Ironically, it is Phoebe who challenges his plan to escape out west. As he is telling her that she cannot run away, he discovers that he too cannot run away. “You can’t ever find a place that is nice and peaceful, because there isn’t any.”

The protagonist’s break-down comes near the end of the book when he is watching Phoebe on the carousel. “All the kids kept trying to grab for the gold ring, and so was old Phoebe, and I was sort of afraid she’d fall off the goddam horse, but I didn’t say anything or do anything. The thing with kids is, if they want to grab for the gold ring, you have to let them do it, and not say anything. If they fall off, they fall off, but it’s bad if you say anything to them.” Holden thinks.

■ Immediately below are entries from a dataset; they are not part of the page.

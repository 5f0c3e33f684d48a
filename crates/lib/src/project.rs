//! Translation of a sealed store into the provisioning engine's project
//! description.
//!
//! The project is a plain serializable value: named resource records, named
//! variable expressions, and named outputs, all keyed by physical name and
//! kept in declaration order so repeated runs emit identical files.
//!
//! # Example
//!
//! ```yaml
//! name: shop
//! resources:
//!   dev-assets:
//!     type: aws:s3:Bucket
//!   dev-api:
//!     type: aws:lambda:Function
//!     properties:
//!       environment:
//!         variables:
//!           STORE_ASSETS_NAME: ${dev-assets.bucket}
//!     options:
//!       dependsOn:
//!         - ${dev-assets}
//! ```

use std::collections::{BTreeMap, BTreeSet};
use std::fmt;
use std::path::{Path, PathBuf};
use std::str::FromStr;

use indexmap::IndexMap;
use serde::Serialize;
use thiserror::Error;
use tracing::info;

use crate::context::Store;
use crate::graph::DependencyGraph;
use crate::link::PrincipalState;
use crate::output::{Output, OutputError};
use crate::pipeline::Pipeline;
use crate::resource::Resource;
use crate::util::hash::Hashable;
use crate::value::Value;

#[derive(Debug, Error)]
pub enum SynthError {
  #[error("invalid reference in `{node}`: {source}")]
  Reference {
    node: String,
    #[source]
    source: OutputError,
  },

  #[error("dependency cycle involving `{node}`")]
  Cycle { node: String },

  #[error("json serialization failed: {0}")]
  Json(#[from] serde_json::Error),

  #[error("yaml serialization failed: {0}")]
  Yaml(#[from] serde_yaml::Error),

  #[error("io error: {0}")]
  Io(#[from] std::io::Error),
}

/// Per-record engine options.
#[derive(Debug, Clone, PartialEq, Default, Serialize)]
#[serde(rename_all = "camelCase")]
pub struct RecordOptions {
  #[serde(skip_serializing_if = "Vec::is_empty")]
  pub depends_on: Vec<Output>,
  #[serde(skip_serializing_if = "Option::is_none")]
  pub protect: Option<bool>,
  #[serde(skip_serializing_if = "Option::is_none")]
  pub provider: Option<Output>,
}

impl RecordOptions {
  pub fn is_empty(&self) -> bool {
    self.depends_on.is_empty() && self.protect.is_none() && self.provider.is_none()
  }
}

/// Lookup of an existing object by provider id.
#[derive(Debug, Clone, PartialEq, Eq, Serialize)]
pub struct ExistingRecord {
  pub id: String,
}

#[derive(Debug, Clone, PartialEq, Serialize)]
pub struct ResourceRecord {
  #[serde(rename = "type")]
  pub type_tag: String,
  #[serde(skip_serializing_if = "BTreeMap::is_empty")]
  pub properties: BTreeMap<String, Value>,
  #[serde(skip_serializing_if = "RecordOptions::is_empty")]
  pub options: RecordOptions,
  #[serde(skip_serializing_if = "Option::is_none")]
  pub get: Option<ExistingRecord>,
}

impl ResourceRecord {
  fn new(resource: &Resource, principal: Option<&PrincipalState>) -> Self {
    let mut properties = resource.properties().clone();

    if let Some(state) = principal {
      if !state.policy.is_empty() {
        set_property(&mut properties, state.principal.policy_path(), state.policy.to_value());
      }
      if let (Some(env), Some(path)) = (&state.environment, state.principal.environment_path())
        && !env.is_empty()
      {
        set_property(&mut properties, path, env.to_value());
      }
    }

    let options = resource.options();
    Self {
      type_tag: resource.type_tag().to_string(),
      properties,
      options: RecordOptions {
        depends_on: resource.depends_on().iter().map(|node| node.output()).collect(),
        protect: options.protect,
        provider: options.provider.as_ref().map(|node| node.output()),
      },
      get: resource.existing().map(|id| ExistingRecord { id: id.to_string() }),
    }
  }

  /// Physical names of every node this record refers to.
  pub fn references(&self) -> Result<BTreeSet<String>, OutputError> {
    let mut roots = BTreeSet::new();
    for value in self.properties.values() {
      roots.extend(value.references()?);
    }
    let options = self.options.depends_on.iter().chain(self.options.provider.as_ref());
    roots.extend(options.filter_map(|out| out.root().map(str::to_string)));
    Ok(roots)
  }
}

/// Write `value` at the dotted `path` of a property bag.
fn set_property(properties: &mut BTreeMap<String, Value>, path: &str, value: Value) {
  match path.split_once('.') {
    Some((head, rest)) => properties.entry(head.to_string()).or_default().set_path(rest, value),
    None => {
      properties.insert(path.to_string(), value);
    }
  }
}

/// The engine-facing description of one build.
#[derive(Debug, Clone, PartialEq, Serialize)]
pub struct Project {
  pub name: String,
  #[serde(skip_serializing_if = "IndexMap::is_empty")]
  pub resources: IndexMap<String, ResourceRecord>,
  #[serde(skip_serializing_if = "IndexMap::is_empty")]
  pub variables: IndexMap<String, Value>,
  #[serde(skip_serializing_if = "IndexMap::is_empty")]
  pub outputs: IndexMap<String, Value>,
}

impl Hashable for Project {}

impl Project {
  pub(crate) fn from_store(name: &str, store: &Store) -> Self {
    let resources = store
      .resources
      .iter()
      .map(|resource| {
        let principal = store.principals.get(resource.physical_name());
        (resource.physical_name().to_string(), ResourceRecord::new(resource, principal))
      })
      .collect();

    let variables = store
      .variables
      .iter()
      .map(|variable| (variable.physical_name().to_string(), variable.definition().clone()))
      .collect();

    Self {
      name: name.to_string(),
      resources,
      variables,
      outputs: store.outputs.clone(),
    }
  }

  pub fn to_json(&self) -> Result<String, SynthError> {
    Ok(serde_json::to_string_pretty(self)?)
  }

  pub fn to_yaml(&self) -> Result<String, SynthError> {
    Ok(serde_yaml::to_string(self)?)
  }

  /// Write the project into `dir`, returning the file path.
  pub fn write(&self, dir: &Path, format: ProjectFormat) -> Result<PathBuf, SynthError> {
    let text = match format {
      ProjectFormat::Yaml => self.to_yaml()?,
      ProjectFormat::Json => self.to_json()?,
    };

    std::fs::create_dir_all(dir)?;
    let path = dir.join(format.file_name());
    std::fs::write(&path, text)?;

    let hash = self.compute_hash()?;
    info!(path = ?path, hash = %hash, resources = self.resources.len(), "project written");
    Ok(path)
  }
}

/// Serialization format of the written project file.
#[derive(Debug, Clone, Copy, PartialEq, Eq, Default)]
pub enum ProjectFormat {
  #[default]
  Yaml,
  Json,
}

impl ProjectFormat {
  pub fn file_name(&self) -> &'static str {
    match self {
      ProjectFormat::Yaml => "project.yaml",
      ProjectFormat::Json => "project.json",
    }
  }
}

impl fmt::Display for ProjectFormat {
  fn fmt(&self, f: &mut fmt::Formatter<'_>) -> fmt::Result {
    match self {
      ProjectFormat::Yaml => write!(f, "yaml"),
      ProjectFormat::Json => write!(f, "json"),
    }
  }
}

#[derive(Debug, Clone, PartialEq, Eq, Error)]
#[error("unknown project format `{0}` (expected yaml or json)")]
pub struct UnknownFormat(pub String);

impl FromStr for ProjectFormat {
  type Err = UnknownFormat;

  fn from_str(s: &str) -> Result<Self, Self::Err> {
    match s.trim().to_ascii_lowercase().as_str() {
      "yaml" | "yml" => Ok(ProjectFormat::Yaml),
      "json" => Ok(ProjectFormat::Json),
      _ => Err(UnknownFormat(s.to_string())),
    }
  }
}

/// Result of synthesizing a build context.
#[derive(Debug)]
pub struct Synthesis {
  pub project: Project,
  /// Deferred build operations in declaration order.
  pub pipeline: Pipeline,
  pub graph: DependencyGraph,
}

In the above passage from the novel, Holden hits the final breakdown. Being “the catcher” becomes obviously unrealistic. The gold rings are ironically not gold but really brass-plated iron. The gold rings are symbols of the corrupted world which always “wears” a shiny surface to hide its evil. It is at this point that Holden sees that he can’t stop children from growing up and therefore losing their innocence. They will fall if they fall, there is nothing that can be done.

Shortly after this point Holden has his nervous breakdown. His breakdown is due to this depressing realization that the world is corrupt and filled with evil and all the phony stuff. He knows now with a sickening certainty that he is powerless to stop evil and preserve innocence (his and no one’s). As a matter of fact, it is “bad” to do so.